Paramount™ IBF devices are to be implanted via a direct posterior or transforaminal approach. The Paramount™ IBF device may be used singly or in pairs in the lumbosacral spine with or without supplemental fixation, such as the Paramount™ Pedicle Screw System.
The Paramount™ Intervertebral Body Fusion Device is made of PEEK-OPTIMA®. The implant is offered in various widths, heights, angles and lengths to meet individual patient anatomy. The devices are provided sterile and the instruments are provided clean and non-sterile for steam sterilization at the user's facility.
The provided 510(k) summary for the Paramount™ Intervertebral Body Fusion Device describes performance data primarily related to mechanical testing and biocompatibility, not an AI/algorithm-based device. Therefore, many of the requested criteria (e.g., sample size for test/training sets, ground truth establishment, MRMC studies, standalone performance) are not applicable or cannot be extracted from this document, as they relate to AI/algorithm performance rather than a traditional medical device's physical and biological properties.

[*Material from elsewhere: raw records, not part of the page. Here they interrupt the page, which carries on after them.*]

//! MongoDB outbound transport.
//!
//! Takes a stream of JSON events, one buffer at a time, and inserts each as a document into a MongoDB collection.
//! Events are decoded as UTF-8, parsed as JSON (with MongoDB Extended JSON conversions), and inserted with the
//! configured write acknowledgement level. A failure on any one event is logged and the event dropped: it never
//! affects the transport's lifecycle state, or any other event.
//!
//! The transport's lifecycle (start, stop, and reconfiguration) is driven by its host, and is independent of the ingest
//! path: events can be handed to [`OutboundTransport::receive`] from any number of threads at any time.
#![deny(warnings)]
#![deny(missing_docs)]

mod config;
pub use self::config::{
    Credentials, Endpoint, MongoOutboundConfiguration, TransportConfigError, WriteAcknowledgement, COLLECTION_NAME_KEY,
    DATABASE_NAME_KEY, HOST_KEY, PASSWORD_KEY, PORT_KEY, USER_NAME_KEY, WRITE_ACKNOWLEDGEMENT_KEY,
};

mod decoder;
pub use self::decoder::{DecodeError, Utf8Decoder};

mod document;
pub use self::document::{parse_document, ParseError};

mod error;
pub use self::error::{ConnectionError, LifecycleError};

mod handle;
pub use self::handle::ConnectionHandle;

pub mod service;

mod state;
pub use self::state::RunningState;

pub mod store;

mod telemetry;
pub use self::telemetry::{StatisticsSnapshot, TransportStatistics};

mod transport;
pub use self::transport::{MongoDbOutboundTransport, OutboundTransport};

Here's an analysis based on the available information:
1. Table of Acceptance Criteria and Reported Device Performance
| Acceptance Criteria (Study Type) | Reported Device Performance |
|---|---|
| Mechanical Testing | The device passed mechanical tests based on ASTM F2077, ASTM F2267, and ASTM F-04.25.02.02, demonstrating substantial equivalence to predicate devices. |
| Biocompatibility Testing | Biocompatibility was demonstrated via testing per ISO10993. |
2. Sample Size Used for the Test Set and Data Provenance
Not applicable. This device is a physical implant, not an AI/algorithm. The "test set" in this context would refer to material samples or device prototypes subjected to mechanical and biological tests, not a dataset of patient information. The document does not specify the number of samples used for these tests.
- Country of origin of the data: Not specified.
- Retrospective or prospective: Not applicable.
3. Number of Experts Used to Establish the Ground Truth for the Test Set and Their Qualifications
Not applicable. The "ground truth" for mechanical testing is defined by the standards themselves (e.g., passing a certain load or fatigue cycle). For biocompatibility, it's defined by biological assays. No human experts in the sense of adjudicating medical images or clinical outcomes were involved in establishing "ground truth" for these performance tests.
4. Adjudication Method for the Test Set
Not applicable. This concept pertains to resolving discrepancies in expert labeling of data, which is not relevant for the described performance tests.
5. If a Multi-Reader Multi-Case (MRMC) Comparative Effectiveness Study Was Done
No, an MRMC comparative effectiveness study was not done. This type of study is relevant for AI-assisted diagnostic or interpretative devices to assess the impact of AI on human reader performance. The Paramount™ Intervertebral Body Fusion Device is a therapeutic implant.
- Effect size of how much human readers improve with AI vs. without AI assistance: Not applicable.
6. If a Standalone (i.e., algorithm only without human-in-the-loop performance) Was Done
No, a standalone algorithm performance study was not done. The device is not an algorithm.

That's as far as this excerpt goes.